Publications

Schuddeboom, A; McDonald, AJ; Morgenstern, O; Harvey, M; Parsons, S (2018). Regional Regime-Based Evaluation of Present-Day General Circulation Model Cloud Simulations Using Self-Organizing Maps. JOURNAL OF GEOPHYSICAL RESEARCH-ATMOSPHERES, 123(8), 4259-4272.

Abstract
Global clusters are derived by applying the self-organizing map technique to the Moderate Resolution Imaging Spectroradiometer cloud top pressure-cloud optical thickness joint histograms. These cloud clusters are then used to classify Cloud Feedback Model Intercomparison Project Observation Simulator Package output from the HadGEM3 (Global Atmosphere version 7) atmosphere-only climate model. Discrepancies in the Global Atmosphere version 7 representation of particular clusters can be established by examining the two sets of cluster's occurrence rate and radiative effect. The overall differences in the occurrence rates show major discrepancies in several of the clusters, resulting in a shift from five dominant clusters in Moderate Resolution Imaging Spectroradiometer (above 10% occurrence rate) to two dominant clusters in the model. A comparison of the geographic distributions of occurrence rate shows that the differences are strongly regional and unique to each cluster.

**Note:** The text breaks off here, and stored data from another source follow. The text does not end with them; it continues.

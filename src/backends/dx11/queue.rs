use crate::dx11::{OnyxCommandBufferDx11, OnyxCommandPoolDx11, OnyxDeviceContextDx11,
    OnyxFenceDx11};
use crate::{OnyxCommandPoolDef, OnyxQueueType, OnyxResult};
use std::sync::atomic::{AtomicU32, Ordering};
use std::sync::Arc;

static NEXT_QUEUE_ID: AtomicU32 = AtomicU32::new(0);

#[derive(Debug)]
pub struct OnyxQueueDx11Inner {
    device_context: OnyxDeviceContextDx11,
    // Graphics/compute/transfer all drain into the immediate context; the type is kept for
    // call-surface parity with backends that have real hardware queues
    queue_type: OnyxQueueType,
    queue_id: u32,
    queue_fence: OnyxFenceDx11,
}

/// The single logical queue. D3D11 has one hardware submission path, the immediate context,
/// so every queue drains into it under the shared critical section.
#[derive(Clone, Debug)]
pub struct OnyxQueueDx11 {
    inner: Arc<OnyxQueueDx11Inner>,
}

impl OnyxQueueDx11 {
    pub fn new(
        device_context: &OnyxDeviceContextDx11,
        queue_type: OnyxQueueType,
    ) -> OnyxResult<Self> {
        let queue_fence = OnyxFenceDx11::new(device_context)?;
        let queue_id = NEXT_QUEUE_ID.fetch_add(1, Ordering::Relaxed);

        Ok(OnyxQueueDx11 {
            inner: Arc::new(OnyxQueueDx11Inner {
                device_context: device_context.clone(),
                queue_type,
                queue_id,
                queue_fence,
            }),
        })
    }

    pub fn queue_id(&self) -> u32 {
        self.inner.queue_id
    }

    pub fn queue_type(&self) -> OnyxQueueType {
        self.inner.queue_type
    }

    pub fn device_context(&self) -> &OnyxDeviceContextDx11 {
        &self.inner.device_context
    }

    pub fn create_command_pool(
        &self,
        command_pool_def: &OnyxCommandPoolDef,
    ) -> OnyxResult<OnyxCommandPoolDx11> {
        OnyxCommandPoolDx11::new(self, command_pool_def)
    }

    /// Drain a submission: wait fences, then command buffers, then signal fences, in that strict
    /// order, all under the immediate-context lock.
    #[profiling::function]
    pub fn submit(
        &self,
        command_buffers: &[&OnyxCommandBufferDx11],
        wait_fences: &[&OnyxFenceDx11],
        signal_fences: &[&OnyxFenceDx11],
    ) -> OnyxResult<()> {
        let device_context = &self.inner.device_context;
        let _guard = device_context.immediate_context_lock();
        let immediate_context = device_context.immediate_context();

        for wait_fence in wait_fences {
            wait_fence.wait_locked(immediate_context)?;
        }

        for command_buffer in command_buffers {
            command_buffer.submit_locked(immediate_context)?;
        }

        for signal_fence in signal_fences {
            signal_fence.queue_signal_locked(immediate_context);
        }

        Ok(())
    }

    pub fn wait_for_queue_idle(&self) -> OnyxResult<()> {
        {
            let device_context = &self.inner.device_context;
            let _guard = device_context.immediate_context_lock();
            let immediate_context = device_context.immediate_context();
            immediate_context.flush();
            self.inner.queue_fence.queue_signal_locked(immediate_context);
        }
        self.inner.queue_fence.wait()
    }
}

#[cfg(test)]
mod tests {
    use super::super::internal::testing::{MockDevice, NativeCall};
    use super::*;
    use crate::dx11::{OnyxApiDefDx11, OnyxApiDx11};
    use crate::{OnyxCommandBufferDef, OnyxFenceStatus};

    #[test]
    fn submission_drains_waits_then_work_then_signals() {
        let device = MockDevice::new();
        let api = OnyxApiDx11::from_device_ops(device.clone(), &OnyxApiDefDx11::default()).unwrap();
        let device_context = api.device_context();

        let queue = device_context.create_queue(crate::OnyxQueueType::Graphics).unwrap();
        let pool = queue.create_command_pool(&Default::default()).unwrap();
        let command_buffer = pool
            .create_command_buffer(&OnyxCommandBufferDef {
                force_emulated: true,
            })
            .unwrap();

        command_buffer.begin().unwrap();
        command_buffer.cmd_draw(3, 0).unwrap();
        command_buffer.end().unwrap();

        let wait_fence = device_context.create_fence().unwrap();
        let signal_fence = device_context.create_fence().unwrap();

        // Give the wait fence something to wait on
        queue.submit(&[], &[], &[&wait_fence]).unwrap();

        let immediate = device.mock_immediate();
        immediate.take_calls();

        queue
            .submit(&[&command_buffer], &[&wait_fence], &[&signal_fence])
            .unwrap();

        let calls = immediate.take_calls();
        assert_eq!(
            calls,
            vec![
                NativeCall::Draw {
                    vertex_count: 3,
                    start_vertex: 0,
                },
                NativeCall::EndEventQuery(signal_fence.dx11_query()),
            ]
        );
    }

    #[test]
    fn fence_status_tracks_submission() {
        let device = MockDevice::new();
        let api = OnyxApiDx11::from_device_ops(device, &OnyxApiDefDx11::default()).unwrap();
        let device_context = api.device_context();

        let queue = device_context.create_queue(crate::OnyxQueueType::Graphics).unwrap();
        let fence = device_context.create_fence().unwrap();

        assert_eq!(fence.get_fence_status().unwrap(), OnyxFenceStatus::Unsubmitted);

        queue.submit(&[], &[], &[&fence]).unwrap();
        // The mock GPU completes instantly
        assert_eq!(fence.get_fence_status().unwrap(), OnyxFenceStatus::Complete);
        assert_eq!(fence.get_fence_status().unwrap(), OnyxFenceStatus::Unsubmitted);
    }

    #[test]
    fn queue_idle_wait_signals_and_waits_its_own_fence() {
        let device = MockDevice::new();
        let api = OnyxApiDx11::from_device_ops(device.clone(), &OnyxApiDefDx11::default()).unwrap();

        let queue = api.device_context().create_queue(crate::OnyxQueueType::Graphics).unwrap();
        let immediate = device.mock_immediate();
        immediate.take_calls();

        queue.wait_for_queue_idle().unwrap();

        let calls = immediate.take_calls();
        assert_eq!(calls.len(), 2);
        assert_eq!(calls[0], NativeCall::Flush);
        assert!(matches!(calls[1], NativeCall::EndEventQuery(_)));
    }
}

While comparisons of the global mean longwave and shortwave cloud radiative effect (CRE) show strong agreement, examination of the CRE of individual cloud types reveals larger errors that highlight the role of compensating errors in masking model deficiencies. CRE data for each of the clusters is further partitioned into regions. This establishes that the bias associated with a cluster is highly variable globally, with no clusters showing consistent biases across all regions. Therefore, regional level phenomena likely play an important role in the creation of these errors.

DOI:
10.1002/2017JD028196

ISSN:
2169-897X